The subsequent use of information gathered during the conflict, including images of battlefield victims, raises another set of concerns. In the case of the Russia–Ukraine military conflict, the Clearview AI database is considerably enriched with pictures of deceased persons or persons who were interviewed or simply checked at a checkpoint during wartime. While the legality of harvesting pictures from social networks causes doubts, even more ethical and legal issues arise as to images taken of dead persons or persons who were not informed about the collection of their data (which would be naive to expect in a war zone). When FRTs are employed in the EU for border control and migration, the sensitive data required for facial identification is collected by public agencies, the data subject is informed, and EU law strictly regulates the process. Naturally, the use of FRT in a war zone differs materially in this regard.

8.5 Concluding Remarks: FRT – A New Tool of Military Technology?

Any war is a tragedy for human society, but it also acts as a step in the further development of technologies. This is evident in the current Russian war against Ukraine. The conflict in Ukraine represents a coming of age for a number of advanced technologies, from drones to commercial satellites, loitering munitions, and FRT. As Lauren Kahn notes, Ukrainian steppes have been transformed into a proving ground for next-generation technologies and military innovations in this war.Footnote 40

From the perspective of FRT companies, the contribution of FRT to the Ukrainian war effort, in terms of proving ground and use, yields valuable data and – at the same time – visibility and even an advertisement for FRT companies. It is also difficult to argue against the fact that offering FRT technology to Ukraine during the war was a wise choice because it created a chance for the technology to prove its worth. Likely, companies whose products are being deployed in this conflict (both in Ukraine and in Russia) in a short time will become defence contractors offering their FRT as military technology.

In such a way, the broad and effective deployment of modern tools in Ukraine in its efforts to stop Russia’s military invasion is bringing emerging technologies into the mainstream of the military. In an era where technology reigns, it comes as no surprise that artificial intelligence is being employed for military purposes. FRT is advancing and spreading, and it might safely be projected that FRT will be a well-established military – and propaganda – tool in a decade or two. While one can argue that bringing FRT to war is dangerous and should be avoided because of the associated risks, it would be naive to believe that this will not happen. What can be done, though, is to develop international standards on the accepted use of FRT for military purposes – work that awaits the international community in the near future.

Footnotes

1 BBC, ‘Ukraine offered tool to search billions of faces’ (14 March 2022), BBC News, www.bbc.com/news/technology-60738204.

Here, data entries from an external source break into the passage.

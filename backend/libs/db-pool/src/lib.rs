//! Database connection pool management
//!
//! Pool creation and configuration for the livestream backend

pub mod env_utils;
mod metrics;

use env_utils::parse_env_with_default;
use metrics::update_pool_metrics;
use sqlx::postgres::{PgPool, PgPoolOptions};
use std::fmt;
use std::time::Duration;
use tracing::{debug, error, info};

/// Database connection pool configuration
#[derive(Clone)]
pub struct DbConfig {
    /// Service name for metrics labeling
    pub service_name: String,
    /// PostgreSQL connection URL
    pub database_url: String,
    pub max_connections: u32,
    pub min_connections: u32,
    /// Timeout for the post-connect `SELECT 1` verification
    pub connect_timeout_secs: u64,
    /// Timeout for taking a connection out of the pool
    pub acquire_timeout_secs: u64,
    pub idle_timeout_secs: u64,
    pub max_lifetime_secs: u64,
}

impl fmt::Debug for DbConfig {
    fn fmt(&self, f: &mut fmt::Formatter<'_>) -> fmt::Result {
        f.debug_struct("DbConfig")
            .field("service_name", &self.service_name)
            .field("database_url", &"[REDACTED]")
            .field("max_connections", &self.max_connections)
            .field("min_connections", &self.min_connections)
            .field("connect_timeout_secs", &self.connect_timeout_secs)
            .field("acquire_timeout_secs", &self.acquire_timeout_secs)
            .field("idle_timeout_secs", &self.idle_timeout_secs)
            .field("max_lifetime_secs", &self.max_lifetime_secs)
            .finish()
    }
}

impl Default for DbConfig {
    fn default() -> Self {
        Self {
            service_name: String::from("unknown"),
            database_url: String::new(),
            max_connections: 10,
            min_connections: 2,
            connect_timeout_secs: 5,
            acquire_timeout_secs: 10,
            idle_timeout_secs: 600,
            max_lifetime_secs: 1800,
        }
    }
}

impl DbConfig {
    /// Build from `DATABASE_URL` and the optional `DB_*` tuning variables.
    pub fn from_env(service_name: &str) -> Result<Self, String> {
        let database_url = std::env::var("DATABASE_URL")
            .map_err(|_| "DATABASE_URL environment variable not set".to_string())?;
        let defaults = Self::default();

        Ok(Self {
            service_name: service_name.to_string(),
            database_url,
            max_connections: parse_env_with_default("DB_MAX_CONNECTIONS", defaults.max_connections),
            min_connections: parse_env_with_default("DB_MIN_CONNECTIONS", defaults.min_connections),
            connect_timeout_secs: parse_env_with_default(
                "DB_CONNECT_TIMEOUT_SECS",
                defaults.connect_timeout_secs,
            ),
            acquire_timeout_secs: parse_env_with_default(
                "DB_ACQUIRE_TIMEOUT_SECS",
                defaults.acquire_timeout_secs,
            ),
            idle_timeout_secs: parse_env_with_default(
                "DB_IDLE_TIMEOUT_SECS",
                defaults.idle_timeout_secs,
            ),
            max_lifetime_secs: parse_env_with_default(
                "DB_MAX_LIFETIME_SECS",
                defaults.max_lifetime_secs,
            ),
        })
    }
}

/// Create a PostgreSQL connection pool and start its metrics updater
pub async fn create_pool(config: DbConfig) -> Result<PgPool, sqlx::Error> {
    debug!(
        service = %config.service_name,
        max = config.max_connections,
        min = config.min_connections,
        "Creating database pool"
    );

    let pool = PgPoolOptions::new()
        .max_connections(config.max_connections)
        .min_connections(config.min_connections)
        .acquire_timeout(Duration::from_secs(config.acquire_timeout_secs))
        .idle_timeout(Duration::from_secs(config.idle_timeout_secs))
        .max_lifetime(Duration::from_secs(config.max_lifetime_secs))
        .test_before_acquire(true)
        .connect(&config.database_url)
        .await?;

    match tokio::time::timeout(
        Duration::from_secs(config.connect_timeout_secs),
        sqlx::query("SELECT 1").execute(&pool),
    )
    .await
    {
        Ok(Ok(_)) => {
            info!(
                service = %config.service_name,
                "Database pool created and verified successfully"
            );

            update_pool_metrics(&pool, &config.service_name);

            let pool_clone = pool.clone();
            let service = config.service_name.clone();
            tokio::spawn(async move {
                let mut interval = tokio::time::interval(Duration::from_secs(30));
                loop {
                    interval.tick().await;
                    update_pool_metrics(&pool_clone, &service);
                }
            });

            Ok(pool)
        }
        Ok(Err(e)) => {
            error!(
                service = %config.service_name,
                error = %e,
                "Database connection verification failed"
            );
            Err(e)
        }
        Err(_) => {
            error!(
                service = %config.service_name,
                timeout_secs = config.connect_timeout_secs,
                "Database connection verification timeout"
            );
            Err(sqlx::Error::Io(std::io::Error::new(
                std::io::ErrorKind::TimedOut,
                "Database verification timeout",
            )))
        }
    }
}
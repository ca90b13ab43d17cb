//! Prometheus gauges for the database connection pool

use once_cell::sync::Lazy;
use prometheus::{register_int_gauge_vec, IntGaugeVec};
use sqlx::PgPool;

/// Database connection pool size by state (idle/active/max)
static DB_POOL_CONNECTIONS: Lazy<IntGaugeVec> = Lazy::new(|| {
    register_int_gauge_vec!(
        "db_pool_connections",
        "Database pool connection count by state",
        &["service", "state"]
    )
    .expect("Prometheus metrics registration should succeed at startup")
});

/// Update connection pool metrics (called periodically)
pub(crate) fn update_pool_metrics(pool: &PgPool, service: &str) {
    let size = pool.size() as i64;
    let idle = pool.num_idle() as i64;

    DB_POOL_CONNECTIONS
        .with_label_values(&[service, "idle"])
        .set(idle);
    DB_POOL_CONNECTIONS
        .with_label_values(&[service, "active"])
        .set(size - idle);
    DB_POOL_CONNECTIONS
        .with_label_values(&[service, "max"])
        .set(pool.options().get_max_connections() as i64);
}
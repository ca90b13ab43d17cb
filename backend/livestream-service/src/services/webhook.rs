// CDN webhook signature verification and event decoding.
//
// Header format: `t=<unix_ts>,v1=<hex hmac-sha256(raw body)>`. The MAC is
// checked over the exact bytes received, before the body is parsed.

use crate::error::{AppError, Result};
use hmac::{Hmac, Mac};
use serde::Deserialize;
use sha2::Sha256;

type HmacSha256 = Hmac<Sha256>;

/// Accepted header names, in lookup order.
pub const SIGNATURE_HEADERS: [&str; 2] = ["x-signature", "livepeer-signature"];

#[derive(Debug, Clone, PartialEq, Eq)]
pub struct SignatureHeader {
    pub timestamp: i64,
    pub signature: Vec<u8>,
}

/// Parse `t=..,v1=..`; order-insensitive, unknown keys ignored.
pub fn parse_signature_header(value: &str) -> Option<SignatureHeader> {
    let mut timestamp = None;
    let mut signature = None;

    for part in value.split(',') {
        let (key, val) = part.trim().split_once('=')?;
        match key {
            "t" => timestamp = val.parse::<i64>().ok(),
            "v1" => signature = hex::decode(val).ok(),
            _ => {}
        }
    }

    Some(SignatureHeader {
        timestamp: timestamp?,
        signature: signature?,
    })
}

#[derive(Clone)]
pub struct WebhookVerifier {
    secret: Vec<u8>,
}

impl WebhookVerifier {
    pub fn new(secret: impl Into<Vec<u8>>) -> Self {
        Self {
            secret: secret.into(),
        }
    }

    fn mac(&self) -> Result<HmacSha256> {
        HmacSha256::new_from_slice(&self.secret)
            .map_err(|e| AppError::Internal(format!("HMAC key error: {}", e)))
    }

    /// Hex HMAC of `body`.
    pub fn sign(&self, body: &[u8]) -> Result<String> {
        let mut mac = self.mac()?;
        mac.update(body);
        Ok(hex::encode(mac.finalize().into_bytes()))
    }

    /// Full header value for `body` at `timestamp`.
    pub fn signature_header(&self, timestamp: i64, body: &[u8]) -> Result<String> {
        Ok(format!("t={},v1={}", timestamp, self.sign(body)?))
    }

    /// Constant-time check of `header` against `body`.
    pub fn verify(&self, header: Option<&str>, body: &[u8]) -> Result<SignatureHeader> {
        let parsed = header
            .and_then(parse_signature_header)
            .ok_or(AppError::InvalidSignature)?;

        let mut mac = self.mac()?;
        mac.update(body);
        mac.verify_slice(&parsed.signature)
            .map_err(|_| AppError::InvalidSignature)?;

        Ok(parsed)
    }
}

#[derive(Debug, Deserialize)]
struct WebhookPayload {
    event: String,
    #[serde(default)]
    stream: Option<WebhookStream>,
}

#[derive(Debug, Deserialize)]
struct WebhookStream {
    id: String,
}

#[derive(Debug, Clone, PartialEq, Eq)]
pub enum WebhookEvent {
    StreamStarted { stream_id: String },
    StreamIdle { stream_id: String },
    /// Event types this service does not act on, or lifecycle events
    /// without a stream id
    Ignored { event: String },
}

impl WebhookEvent {
    pub fn name(&self) -> &str {
        match self {
            WebhookEvent::StreamStarted { .. } => "stream.started",
            WebhookEvent::StreamIdle { .. } => "stream.idle",
            WebhookEvent::Ignored { event } => event,
        }
    }
}

/// Decode a verified body. None when it is not a JSON event object.
pub fn parse_event(body: &[u8]) -> Option<WebhookEvent> {
    let payload: WebhookPayload = serde_json::from_slice(body).ok()?;
    let stream_id = payload.stream.map(|s| s.id);

    Some(match (payload.event.as_str(), stream_id) {
        ("stream.started", Some(stream_id)) => WebhookEvent::StreamStarted { stream_id },
        ("stream.idle", Some(stream_id)) => WebhookEvent::StreamIdle { stream_id },
        _ => WebhookEvent::Ignored {
            event: payload.event,
        },
    })
}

2 Paresh Dave and Jeffrey Dastin, ‘Exclusive: Ukraine has started using Clearview AI’s facial recognition during war’ (14 March 2022), Reuters, www.reuters.com/technology/exclusive-ukraine-has-started-using-clearview-ais-facial-recognition-during-war-2022-03-13/.

3 BBC, ‘How facial recognition is identifying the dead in Ukraine’ (13 April 2022), BBC News, www.bbc.com/news/technology-61055319.

4 kwon0321, ‘Clearview AI working on A.R. goggles for Air Force security’ (3 February 2022), Days Tech, https://daystech.org/clearview-ai-working-on-a-r-goggles-for-air-force-security/.

5 Elizabeth Dwoskin, ‘Israel escalates surveillance of Palestinians with facial recognition program in West Bank’ (8 November 2021), Washington Post, www.washingtonpost.com/world/middle_east/israel-palestinians-surveillance-facial-recognition/2021/11/05/3787bf42-26b2-11ec-8739-5cb6aba30a30_story.html.

6 BBC, ‘How facial recognition is identifying the dead’.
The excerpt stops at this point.